Robust Truss Topology Optimization via Semidefinite Programming with Complementarity Constraints: A Difference-of-Convex Programming Approach
Yoshihiro Kanno

TL;DR
This paper introduces a new heuristic method for robust truss topology optimization under load uncertainties, using semidefinite programming with complementarity constraints and a difference-of-convex programming approach to improve computational efficiency.
Contribution
It proposes a novel formulation and an efficient heuristic based on DC programming for robust truss optimization, reducing computational time compared to traditional methods.
Findings
The method can find practical truss designs within reasonable computational costs.
It often requires solving only a dozen convex optimization subproblems.
The approach offers a viable alternative to time-consuming global optimization techniques.
Abstract
The robust truss topology optimization against the uncertain static external load can be formulated as mixed-integer semidefinite programming.

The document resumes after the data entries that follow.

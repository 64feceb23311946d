use crate::broker::ControlPlane;
use crate::config::{BindingConfig, ControlAddress};
use crate::error::BrokerError;
use crate::topology::ControlSession;

/// Binds a queue/stream to an exchange over its own control connection.
pub(crate) async fn declare(
    control: &dyn ControlPlane,
    addr: &ControlAddress,
    binding: &BindingConfig,
) -> Result<(), BrokerError> {
    let session = ControlSession::open(control, addr).await?;
    let outcome = session.channel().queue_bind(binding).await;
    session.finish(outcome).await
}

#[cfg(test)]
mod tests {
    use super::*;
    use crate::broker::memory::MemoryBroker;
    use crate::config::{ClientConfig, StreamConfig};

    #[tokio::test]
    async fn test_missing_exchange_is_reported_and_session_closed() {
        let broker = MemoryBroker::new();
        let addr = ClientConfig::new(StreamConfig::new("events")).control_address();

        let err = declare(&broker, &addr, &BindingConfig::new("nope", "events", "#"))
            .await
            .unwrap_err();

        assert!(matches!(err, BrokerError::NotFound { entity: "exchange", .. }));
        assert_eq!(broker.open_control_connections(), 0);
        assert!(broker.bindings().is_empty());
    }
}
//! Error types used by the stream client and its broker capabilities.
//!
//! This module defines two main error enums:
//!
//! - [`BrokerError`]: errors reported by a broker capability (control plane or stream protocol).
//! - [`ClientError`]: errors raised by the connection lifecycle manager itself.
//!
//! Broker errors are carried through [`ClientError::Broker`] transparently, so the
//! broker's own diagnostic is what callers see.
//!
//! Both types provide `as_label` for logging/metrics.

use thiserror::Error;

/// # Errors reported by a broker capability.
///
/// Implementations of the [`broker`](crate::broker) traits map their transport/protocol
/// failures onto these variants.
#[non_exhaustive]
#[derive(Error, Debug, Clone, PartialEq, Eq)]
pub enum BrokerError {
    /// The broker could not be reached (dial/open failure).
    #[error("broker unreachable at {addr}: {reason}")]
    Unreachable {
        /// `host:port` that was dialed.
        addr: String,
        /// Transport-level reason.
        reason: String,
    },

    /// The broker rejected or failed an operation.
    #[error("broker protocol error: {reason}")]
    Protocol {
        /// Broker-provided reason.
        reason: String,
    },

    /// The connection, channel, environment or consumer is already closed.
    #[error("{resource} is already closed")]
    AlreadyClosed {
        /// Which resource was used after close.
        resource: &'static str,
    },

    /// A referenced entity (stream, exchange, queue) does not exist.
    #[error("{entity} '{name}' not found")]
    NotFound {
        /// Entity kind.
        entity: &'static str,
        /// Entity name.
        name: String,
    },

    /// A declaration conflicts with an existing entity of the same name.
    #[error("precondition failed for {entity} '{name}': {reason}")]
    PreconditionFailed {
        /// Entity kind.
        entity: &'static str,
        /// Entity name.
        name: String,
        /// Broker-provided reason.
        reason: String,
    },
}

impl BrokerError {
    /// Returns a short stable label (snake_case) for use in logs/metrics.
    ///
    /// # Example
    /// ```
    /// use amqpstream::BrokerError;
    ///
    /// let err = BrokerError::AlreadyClosed { resource: "environment" };
    /// assert_eq!(err.as_label(), "broker_already_closed");
    /// ```
    pub fn as_label(&self) -> &'static str {
        match self {
            BrokerError::Unreachable { .. } => "broker_unreachable",
            BrokerError::Protocol { .. } => "broker_protocol",
            BrokerError::AlreadyClosed { .. } => "broker_already_closed",
            BrokerError::NotFound { .. } => "broker_not_found",
            BrokerError::PreconditionFailed { .. } => "broker_precondition_failed",
        }
    }
}

/// # Errors produced by the stream client.
#[non_exhaustive]
#[derive(Error, Debug)]
pub enum ClientError {
    /// Broker capability failure, passed through unchanged.
    #[error(transparent)]
    Broker(#[from] BrokerError),

    /// Configuration is missing a required value.
    #[error("invalid configuration: {reason}")]
    InvalidConfig {
        /// What is wrong.
        reason: String,
    },

    /// Settings document could not be decoded.
    #[error("invalid settings document: {0}")]
    Settings(#[from] serde_json::Error),

    /// Operation requires an open environment.
    #[error("client is not connected")]
    NotConnected,

    /// Client was disposed; no further use is valid.
    #[error("client is already closed")]
    AlreadyClosed,

    /// Operation was cancelled through its cancellation token.
    #[error("operation cancelled")]
    Canceled,

    /// Reconnect policy ran out of attempts.
    #[error("reconnect gave up after {attempts} attempts; last error: {last}")]
    RetriesExhausted {
        /// Failed iterations performed.
        attempts: u32,
        /// Error of the final iteration.
        last: Box<ClientError>,
    },
}

impl ClientError {
    /// Returns a short stable label (snake_case) for use in logs/metrics.
    ///
    /// Broker errors keep their own label.
    ///
    /// # Example
    /// ```
    /// use amqpstream::ClientError;
    ///
    /// assert_eq!(ClientError::NotConnected.as_label(), "client_not_connected");
    /// ```
    pub fn as_label(&self) -> &'static str {
        match self {
            ClientError::Broker(e) => e.as_label(),
            ClientError::InvalidConfig { .. } => "client_invalid_config",
            ClientError::Settings(_) => "client_settings",
            ClientError::NotConnected => "client_not_connected",
            ClientError::AlreadyClosed => "client_already_closed",
            ClientError::Canceled => "client_canceled",
            ClientError::RetriesExhausted { .. } => "client_retries_exhausted",
        }
    }

    pub(crate) fn invalid_config(reason: impl Into<String>) -> Self {
        ClientError::InvalidConfig {
            reason: reason.into(),
        }
    }
}

#[cfg(test)]
mod tests {
    use super::*;

    #[test]
    fn test_broker_error_is_transparent() {
        let inner = BrokerError::Protocol {
            reason: "NOT_FOUND - no exchange 'ex1'".into(),
        };
        let err = ClientError::from(inner.clone());
        assert_eq!(err.to_string(), inner.to_string());
        assert_eq!(err.as_label(), "broker_protocol");
    }

    #[test]
    fn test_retries_exhausted_carries_last_error() {
        let err = ClientError::RetriesExhausted {
            attempts: 3,
            last: Box::new(ClientError::NotConnected),
        };
        assert!(err.to_string().contains("after 3 attempts"));
        assert!(err.to_string().contains("not connected"));
    }
}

Although a global optimal solution can be computed with a branch-and-bound method, it is very time-consuming. This paper presents an alternative formulation, semidefinite programming with complementarity constraints, and proposes an efficient heuristic. The proposed method is based upon the convex-concave procedure for DC (difference-of-convex) programming. It is shown that the method can often find a practically reasonable truss design within the computational cost of solving some dozen of convex optimization subproblems.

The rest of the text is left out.